There are four claims and two quotes on page three:
While the claims here are true, their juxtaposition presents an argument, without requiring the author/s to do the work of making it valid.
1) Premier Andrews and Health Minister Hennessy correctly state that the VAD legislation is the safest of any kind in this area
2) the phrase ‘out of control’ is undefinable, unsourced, and relates to the very different legislation of Europe
3) while substantively true, this implies that our vulnerable people are at risk of being killed without their consent, something not possible here
4) the UK vote did not have our legislation to take into account.
Interestingly, there is no mention of Oregon, where similar (but less well safeguarded) laws to Victoria’s have been in place for two decades, with no claims of anyone’s life being ended without consent.
Next we see a whole two members of the British parliament quoted to support Ms Tighe’s position; to give some context to those quotes, there are currently 791 Lords, including 92 hereditary peers and 26 Anglican bishops; there are 650 members of the House of Commons.
To page four:
Some doctors absolutely oppose assisted dying, as do some nurses. Other things some medical doctors oppose include contraception, evolution, easing the suffering of the dying, and the idea that the earth is round.

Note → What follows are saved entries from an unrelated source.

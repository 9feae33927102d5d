use std::collections::HashMap;

use notify_domain::{
    alarm::{AlarmKey, ScheduledAlarm},
    error::PlatformError,
    notifications::{BuiltNotification, NotificationChannel, NotificationPlatform},
};
use parking_lot::Mutex;

/// Platform that keeps everything in memory. Backs the tests and the desktop
/// demo, where there is no OS alarm service to hand alarms to.
#[derive(Debug)]
pub struct InMemoryPlatform {
    supports_channels: bool,
    state: Mutex<PlatformState>,
}

#[derive(Debug, Default)]
struct PlatformState {
    unavailable: bool,
    channel_creations: usize,
    channels: HashMap<String, NotificationChannel>,
    displayed: HashMap<i32, BuiltNotification>,
    alarms: HashMap<AlarmKey, ScheduledAlarm>,
}

impl InMemoryPlatform {
    pub fn new() -> Self {
        Self {
            supports_channels: true,
            state: Mutex::new(PlatformState::default()),
        }
    }

    /// Behaves like an OS release that predates notification channels.
    pub fn without_channels() -> Self {
        Self {
            supports_channels: false,
            ..Self::new()
        }
    }

    /// Makes every subsequent service call fail with `Unavailable`.
    pub fn set_unavailable(&self, unavailable: bool) {
        self.state.lock().unavailable = unavailable;
    }

    pub fn channels(&self) -> Vec<NotificationChannel> {
        self.state.lock().channels.values().cloned().collect()
    }

    pub fn channel_creations(&self) -> usize {
        self.state.lock().channel_creations
    }

    pub fn displayed(&self, id: i32) -> Option<BuiltNotification> {
        self.state.lock().displayed.get(&id).cloned()
    }

    pub fn displayed_count(&self) -> usize {
        self.state.lock().displayed.len()
    }

    pub fn pending_alarms(&self) -> Vec<ScheduledAlarm> {
        let mut alarms: Vec<ScheduledAlarm> = self.state.lock().alarms.values().cloned().collect();
        alarms.sort_by(|a, b| {
            a.trigger_at_millis
                .cmp(&b.trigger_at_millis)
                .then_with(|| a.key.as_str().cmp(b.key.as_str()))
        });
        alarms
    }

    pub fn pending_alarm(&self, key: &AlarmKey) -> Option<ScheduledAlarm> {
        self.state.lock().alarms.get(key).cloned()
    }

    /// Removes and returns every alarm due at `now_millis`, earliest first.
    pub fn take_due(&self, now_millis: i64) -> Vec<ScheduledAlarm> {
        let mut state = self.state.lock();
        let due_keys: Vec<AlarmKey> = state
            .alarms
            .iter()
            .filter(|(_, alarm)| alarm.trigger_at_millis <= now_millis)
            .map(|(key, _)| key.clone())
            .collect();
        let mut due: Vec<ScheduledAlarm> = due_keys
            .iter()
            .filter_map(|key| state.alarms.remove(key))
            .collect();
        due.sort_by_key(|alarm| alarm.trigger_at_millis);
        due
    }

    fn check(&self, state: &PlatformState, service: &'static str) -> Result<(), PlatformError> {
        if state.unavailable {
            return Err(PlatformError::Unavailable { service });
        }
        Ok(())
    }
}

impl Default for InMemoryPlatform {
    fn default() -> Self {
        Self::new()
    }
}

impl NotificationPlatform for InMemoryPlatform {
    fn supports_channels(&self) -> bool {
        self.supports_channels
    }

    fn create_channel(&self, channel: &NotificationChannel) -> Result<(), PlatformError> {
        let mut state = self.state.lock();
        self.check(&state, "notification")?;
        state.channel_creations += 1;
        state.channels.insert(channel.id.clone(), channel.clone());
        Ok(())
    }

    fn post(&self, id: i32, notification: &BuiltNotification) -> Result<(), PlatformError> {
        let mut state = self.state.lock();
        self.check(&state, "notification")?;
        if let Some(channel_id) = &notification.channel_id {
            if !state.channels.contains_key(channel_id) {
                return Err(PlatformError::Rejected {
                    service: "notification",
                    reason: format!("unknown channel `{channel_id}`"),
                });
            }
        }
        state.displayed.insert(id, notification.clone());
        Ok(())
    }

    fn cancel_notification(&self, id: i32) -> Result<(), PlatformError> {
        let mut state = self.state.lock();
        self.check(&state, "notification")?;
        state.displayed.remove(&id);
        Ok(())
    }

    fn arm_alarm(&self, alarm: &ScheduledAlarm) -> Result<(), PlatformError> {
        let mut state = self.state.lock();
        self.check(&state, "alarm")?;
        state.alarms.insert(alarm.key.clone(), alarm.clone());
        Ok(())
    }

    fn cancel_alarm(&self, key: &AlarmKey) -> Result<(), PlatformError> {
        let mut state = self.state.lock();
        self.check(&state, "alarm")?;
        state.alarms.remove(key);
        Ok(())
    }
}
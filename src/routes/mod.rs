// src/routes/mod.rs
pub mod chat;
pub mod login;
pub mod register;

use std::{fmt, sync::Arc};

use tokio::sync::RwLock;
use tracing::debug;

use crate::error::{ClientError, Result};
use crate::services::session_store::SessionStore;

pub use chat::ChatView;
pub use login::LoginForm;
pub use register::RegisterForm;

#[derive(Clone, Copy, Debug, PartialEq, Eq)]
pub enum Route {
    Login,
    Register,
    Chat,
}

impl Route {
    pub fn path(self) -> &'static str {
        match self {
            Route::Login => "/login",
            Route::Register => "/register",
            Route::Chat => "/chat",
        }
    }

    pub fn requires_auth(self) -> bool {
        matches!(self, Route::Chat)
    }
}

impl fmt::Display for Route {
    fn fmt(&self, f: &mut fmt::Formatter<'_>) -> fmt::Result {
        f.write_str(self.path())
    }
}

/// Shared handle on the current view. Cloning shares the same location.
#[derive(Clone, Debug)]
pub struct Navigator {
    current: Arc<RwLock<Route>>,
}

impl Default for Navigator {
    fn default() -> Self {
        Self::new(Route::Login)
    }
}

impl Navigator {
    pub fn new(initial: Route) -> Self {
        Self {
            current: Arc::new(RwLock::new(initial)),
        }
    }

    /// Start on the chat view when a restored session is authenticated.
    pub async fn for_session(session: &SessionStore) -> Self {
        Self::new(resolve(Route::Chat, session).await)
    }

    pub async fn navigate(&self, route: Route) {
        let mut guard = self.current.write().await;
        let from = *guard;
        if from != route {
            debug!(%from, to = %route, "navigate");
        }
        *guard = route;
    }

    pub async fn current(&self) -> Route {
        *self.current.read().await
    }
}

/// Gate a route on authentication: protected routes fall back to login.
pub async fn resolve(route: Route, session: &SessionStore) -> Route {
    if route.requires_auth() && !session.is_authenticated().await {
        Route::Login
    } else {
        route
    }
}

pub const SESSION_NOT_SAVED: &str =
    "Signed in, but the session could not be saved and will not survive a restart";

/// Inline text for a failed form submission.
pub(crate) fn form_error(err: &ClientError, fallback: &str) -> String {
    match err {
        ClientError::Storage(_) => SESSION_NOT_SAVED.to_string(),
        other => other.user_message(fallback),
    }
}

/// Reject whitespace-only input before anything is sent.
pub(crate) fn require_filled(fields: &[(&str, &str)]) -> Result<()> {
    let missing: Vec<&str> = fields
        .iter()
        .filter(|(_, value)| value.trim().is_empty())
        .map(|(name, _)| *name)
        .collect();
    if missing.is_empty() {
        Ok(())
    } else {
        Err(ClientError::Validation(format!(
            "Please enter {}",
            missing.join(" and ")
        )))
    }
}
// src/routes/register.rs
use tracing::info;

use crate::{
    error::Result,
    message::Credentials,
    routes::{Route, form_error, login::sign_in, require_filled},
    state::AppState,
};

pub const REGISTER_FAILED: &str = "Registration failed";

#[derive(Debug, Clone, Default)]
pub struct RegisterForm {
    pub username: String,
    pub password: String,
    pub error: Option<String>,
    pub loading: bool,
}

impl RegisterForm {
    pub fn new(username: impl Into<String>, password: impl Into<String>) -> Self {
        Self {
            username: username.into(),
            password: password.into(),
            ..Default::default()
        }
    }

    /// Create the account, then sign straight in with the same credentials.
    pub async fn submit(&mut self, state: &AppState) -> Result<Route> {
        self.error = None;
        let fields = [
            ("username", self.username.as_str()),
            ("password", self.password.as_str()),
        ];
        if let Err(e) = require_filled(&fields) {
            self.error = Some(e.user_message(REGISTER_FAILED));
            return Err(e);
        }

        let credentials = Credentials {
            username: self.username.clone(),
            password: self.password.clone(),
        };

        self.loading = true;
        let result = register_and_sign_in(state, &credentials).await;
        self.loading = false;

        result.inspect_err(|e| self.error = Some(form_error(e, REGISTER_FAILED)))
    }
}

async fn register_and_sign_in(state: &AppState, credentials: &Credentials) -> Result<Route> {
    let _: serde_json::Value = state.gateway.post("/register", credentials).await?;
    info!(username = %credentials.username, "registered");
    sign_in(state, credentials).await
}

Other doctors, and nurses, support it, here and overseas.
On to page five:
There is so very much wrong here.
1) This is a distortion – people with a mental illness that impairs their competency may not, under any circumstances, access VAD in Victoria. However, just as a competent person with (for example) well-managed depression can drive, vote, enter into contracts, run for office, and make other decisions about their health, a competent person with a previous or controlled mental illness can also pursue VAD.
2) The requirements for competency do not change in the presence of other conditions. A person with suicidal depression can be sectioned under the Mental Health Act and required to have life-saving intervention, including dialysis, against their will.
In addition to this, one of the qualifying requirements is that the suffering cannot be relieved in a way the patient seems tolerable, with two physicians assessing their position and condition – ceasing treatment to change a life-limiting condition to a terminal one would trigger a mental health review and likely undermine competency.
Also, note that the rate of assisted suicide uptake in Oregon is around 0.4%, despite a similar rate of chronic disease and mental ill-health, plus health care inequity that doesn’t exist here. There is no requirement there for suffering, only a six-month life-expectancy, but this scenario drawn by Right To Life has not emerged – most of us want to live, regardless of how hard that living is, and unless you’ve experienced or witnessed it, it’s near impossible to appreciate just how difficult living with chronic illnesses can be.
The last page is incontrovertible:
Catholic Mr Keating does oppose Assisted Dying, and Mr Staikos did vote in favour of the bill, so this is all accurate.